Saved entries

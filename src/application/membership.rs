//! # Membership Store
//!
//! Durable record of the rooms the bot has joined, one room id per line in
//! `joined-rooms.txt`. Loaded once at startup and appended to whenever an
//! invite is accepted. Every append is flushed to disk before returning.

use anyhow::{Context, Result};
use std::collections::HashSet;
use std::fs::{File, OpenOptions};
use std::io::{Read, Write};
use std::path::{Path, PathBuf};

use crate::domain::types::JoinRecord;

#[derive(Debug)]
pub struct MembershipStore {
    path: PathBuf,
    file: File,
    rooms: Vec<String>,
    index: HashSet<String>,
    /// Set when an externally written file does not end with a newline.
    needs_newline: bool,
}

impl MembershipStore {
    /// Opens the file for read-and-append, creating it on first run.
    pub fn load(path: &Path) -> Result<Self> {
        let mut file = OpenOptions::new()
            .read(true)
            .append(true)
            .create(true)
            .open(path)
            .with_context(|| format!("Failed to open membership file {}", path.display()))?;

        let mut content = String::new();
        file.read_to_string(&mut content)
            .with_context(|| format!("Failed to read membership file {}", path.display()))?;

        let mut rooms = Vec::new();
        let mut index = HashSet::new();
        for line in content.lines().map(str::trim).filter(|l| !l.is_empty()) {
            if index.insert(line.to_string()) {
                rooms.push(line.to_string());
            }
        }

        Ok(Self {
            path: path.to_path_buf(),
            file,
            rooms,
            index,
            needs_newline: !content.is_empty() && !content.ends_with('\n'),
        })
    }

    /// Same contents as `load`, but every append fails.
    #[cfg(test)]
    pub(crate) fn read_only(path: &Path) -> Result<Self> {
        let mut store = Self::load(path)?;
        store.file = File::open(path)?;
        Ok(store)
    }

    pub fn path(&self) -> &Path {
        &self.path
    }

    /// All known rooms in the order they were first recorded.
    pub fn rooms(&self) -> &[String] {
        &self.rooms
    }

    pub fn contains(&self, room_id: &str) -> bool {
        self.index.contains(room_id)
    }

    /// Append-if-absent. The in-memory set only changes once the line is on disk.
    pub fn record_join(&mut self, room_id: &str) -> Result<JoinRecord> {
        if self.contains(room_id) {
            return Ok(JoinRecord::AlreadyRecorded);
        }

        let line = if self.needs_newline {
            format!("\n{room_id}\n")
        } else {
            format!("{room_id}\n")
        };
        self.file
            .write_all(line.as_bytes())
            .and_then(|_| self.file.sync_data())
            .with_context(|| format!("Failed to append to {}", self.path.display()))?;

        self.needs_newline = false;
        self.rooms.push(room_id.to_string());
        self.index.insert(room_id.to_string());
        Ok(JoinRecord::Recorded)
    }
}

---

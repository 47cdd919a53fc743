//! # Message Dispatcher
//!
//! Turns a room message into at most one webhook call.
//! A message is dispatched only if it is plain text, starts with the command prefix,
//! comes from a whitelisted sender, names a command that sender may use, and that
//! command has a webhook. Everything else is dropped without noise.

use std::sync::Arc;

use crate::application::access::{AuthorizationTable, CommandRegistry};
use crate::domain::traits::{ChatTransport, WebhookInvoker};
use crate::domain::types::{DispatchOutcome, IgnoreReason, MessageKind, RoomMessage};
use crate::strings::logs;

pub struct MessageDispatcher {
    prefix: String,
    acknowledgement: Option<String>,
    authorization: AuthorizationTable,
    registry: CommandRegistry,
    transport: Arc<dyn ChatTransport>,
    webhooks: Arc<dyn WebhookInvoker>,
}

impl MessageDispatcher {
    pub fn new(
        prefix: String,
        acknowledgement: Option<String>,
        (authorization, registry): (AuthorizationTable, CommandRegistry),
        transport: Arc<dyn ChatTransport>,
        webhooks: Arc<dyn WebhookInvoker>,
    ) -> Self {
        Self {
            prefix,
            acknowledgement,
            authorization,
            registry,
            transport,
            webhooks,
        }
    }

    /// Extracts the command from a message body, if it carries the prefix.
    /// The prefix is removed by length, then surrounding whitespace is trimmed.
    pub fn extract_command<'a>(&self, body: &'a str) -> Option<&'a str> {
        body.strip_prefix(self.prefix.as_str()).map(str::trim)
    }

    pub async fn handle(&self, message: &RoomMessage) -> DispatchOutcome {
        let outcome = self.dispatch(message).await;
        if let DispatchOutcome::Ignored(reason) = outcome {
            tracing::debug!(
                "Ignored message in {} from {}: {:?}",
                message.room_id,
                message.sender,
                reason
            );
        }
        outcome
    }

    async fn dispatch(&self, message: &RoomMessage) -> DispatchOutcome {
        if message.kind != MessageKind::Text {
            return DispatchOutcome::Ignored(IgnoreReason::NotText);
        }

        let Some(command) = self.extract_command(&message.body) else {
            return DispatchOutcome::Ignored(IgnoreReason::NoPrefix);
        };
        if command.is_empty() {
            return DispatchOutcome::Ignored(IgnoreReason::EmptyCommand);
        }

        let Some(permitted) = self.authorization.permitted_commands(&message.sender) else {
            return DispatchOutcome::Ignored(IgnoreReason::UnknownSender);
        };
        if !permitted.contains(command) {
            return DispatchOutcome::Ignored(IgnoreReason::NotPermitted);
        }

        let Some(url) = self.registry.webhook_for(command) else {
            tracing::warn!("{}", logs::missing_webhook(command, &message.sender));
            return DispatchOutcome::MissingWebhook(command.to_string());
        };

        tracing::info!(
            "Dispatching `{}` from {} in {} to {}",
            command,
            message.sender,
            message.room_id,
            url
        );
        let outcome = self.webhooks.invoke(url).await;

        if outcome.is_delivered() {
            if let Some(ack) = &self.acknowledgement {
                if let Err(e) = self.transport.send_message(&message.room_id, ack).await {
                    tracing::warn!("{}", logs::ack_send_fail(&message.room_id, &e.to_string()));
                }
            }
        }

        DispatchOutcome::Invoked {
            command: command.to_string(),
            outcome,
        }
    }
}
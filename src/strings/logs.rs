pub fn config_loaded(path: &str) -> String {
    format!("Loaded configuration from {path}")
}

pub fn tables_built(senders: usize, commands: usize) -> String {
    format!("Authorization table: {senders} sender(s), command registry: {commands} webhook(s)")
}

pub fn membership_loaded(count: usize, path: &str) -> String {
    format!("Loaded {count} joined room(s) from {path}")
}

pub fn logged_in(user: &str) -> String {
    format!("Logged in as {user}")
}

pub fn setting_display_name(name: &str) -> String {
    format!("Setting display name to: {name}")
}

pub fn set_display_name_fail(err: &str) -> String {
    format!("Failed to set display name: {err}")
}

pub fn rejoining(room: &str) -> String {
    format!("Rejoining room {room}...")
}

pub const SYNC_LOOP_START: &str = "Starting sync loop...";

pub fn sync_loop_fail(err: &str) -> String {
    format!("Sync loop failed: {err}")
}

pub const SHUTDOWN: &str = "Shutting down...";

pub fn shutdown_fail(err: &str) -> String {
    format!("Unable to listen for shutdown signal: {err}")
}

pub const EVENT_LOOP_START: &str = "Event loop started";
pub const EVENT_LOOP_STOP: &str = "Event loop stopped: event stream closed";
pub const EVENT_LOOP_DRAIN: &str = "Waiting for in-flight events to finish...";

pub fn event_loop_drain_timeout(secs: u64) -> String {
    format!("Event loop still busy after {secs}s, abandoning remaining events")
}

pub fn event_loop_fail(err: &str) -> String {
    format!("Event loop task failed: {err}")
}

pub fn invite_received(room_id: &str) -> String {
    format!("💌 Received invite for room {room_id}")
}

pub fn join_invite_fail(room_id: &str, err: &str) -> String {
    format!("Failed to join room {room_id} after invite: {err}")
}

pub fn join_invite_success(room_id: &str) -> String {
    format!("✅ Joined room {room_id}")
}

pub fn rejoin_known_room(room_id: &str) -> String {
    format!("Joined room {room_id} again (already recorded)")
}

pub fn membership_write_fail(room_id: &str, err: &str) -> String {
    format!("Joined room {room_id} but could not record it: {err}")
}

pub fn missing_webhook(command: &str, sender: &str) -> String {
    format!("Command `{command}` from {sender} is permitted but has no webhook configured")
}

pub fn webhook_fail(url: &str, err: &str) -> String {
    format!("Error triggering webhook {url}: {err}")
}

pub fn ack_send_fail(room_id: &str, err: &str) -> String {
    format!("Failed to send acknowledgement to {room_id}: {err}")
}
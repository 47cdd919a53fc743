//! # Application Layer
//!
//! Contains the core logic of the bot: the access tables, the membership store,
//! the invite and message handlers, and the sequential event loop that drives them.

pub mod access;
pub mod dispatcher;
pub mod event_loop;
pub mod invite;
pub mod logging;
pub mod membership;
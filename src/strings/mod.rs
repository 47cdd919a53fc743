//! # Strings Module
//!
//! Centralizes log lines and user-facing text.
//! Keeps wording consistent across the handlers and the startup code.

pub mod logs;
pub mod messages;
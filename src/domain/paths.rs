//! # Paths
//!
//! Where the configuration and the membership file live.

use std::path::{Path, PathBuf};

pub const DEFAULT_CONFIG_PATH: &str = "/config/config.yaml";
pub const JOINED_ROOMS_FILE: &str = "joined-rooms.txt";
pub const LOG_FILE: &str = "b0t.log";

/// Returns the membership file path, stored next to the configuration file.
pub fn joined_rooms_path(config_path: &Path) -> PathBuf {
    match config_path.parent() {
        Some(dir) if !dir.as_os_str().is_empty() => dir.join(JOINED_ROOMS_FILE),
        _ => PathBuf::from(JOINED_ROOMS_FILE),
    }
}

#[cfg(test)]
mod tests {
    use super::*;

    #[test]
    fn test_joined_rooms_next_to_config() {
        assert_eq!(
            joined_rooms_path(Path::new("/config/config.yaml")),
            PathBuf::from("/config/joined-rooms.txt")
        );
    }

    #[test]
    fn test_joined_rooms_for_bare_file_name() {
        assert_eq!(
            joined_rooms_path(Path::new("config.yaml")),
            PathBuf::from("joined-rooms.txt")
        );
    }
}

→ **Task prompt**: From the entries above, print the lines beginning at the one with "pub mod messages;" and stopping after the one with "the configuration file.", exactly as written and with nothing else.

→ **Reply**:
pub mod messages;
filename src/domain/paths.rs
//! # Paths
//!
//! Where the configuration and the membership file live.

use std::path::{Path, PathBuf};

pub const DEFAULT_CONFIG_PATH: &str = "/config/config.yaml";
pub const JOINED_ROOMS_FILE: &str = "joined-rooms.txt";
pub const LOG_FILE: &str = "b0t.log";

/// Returns the membership file path, stored next to the configuration file.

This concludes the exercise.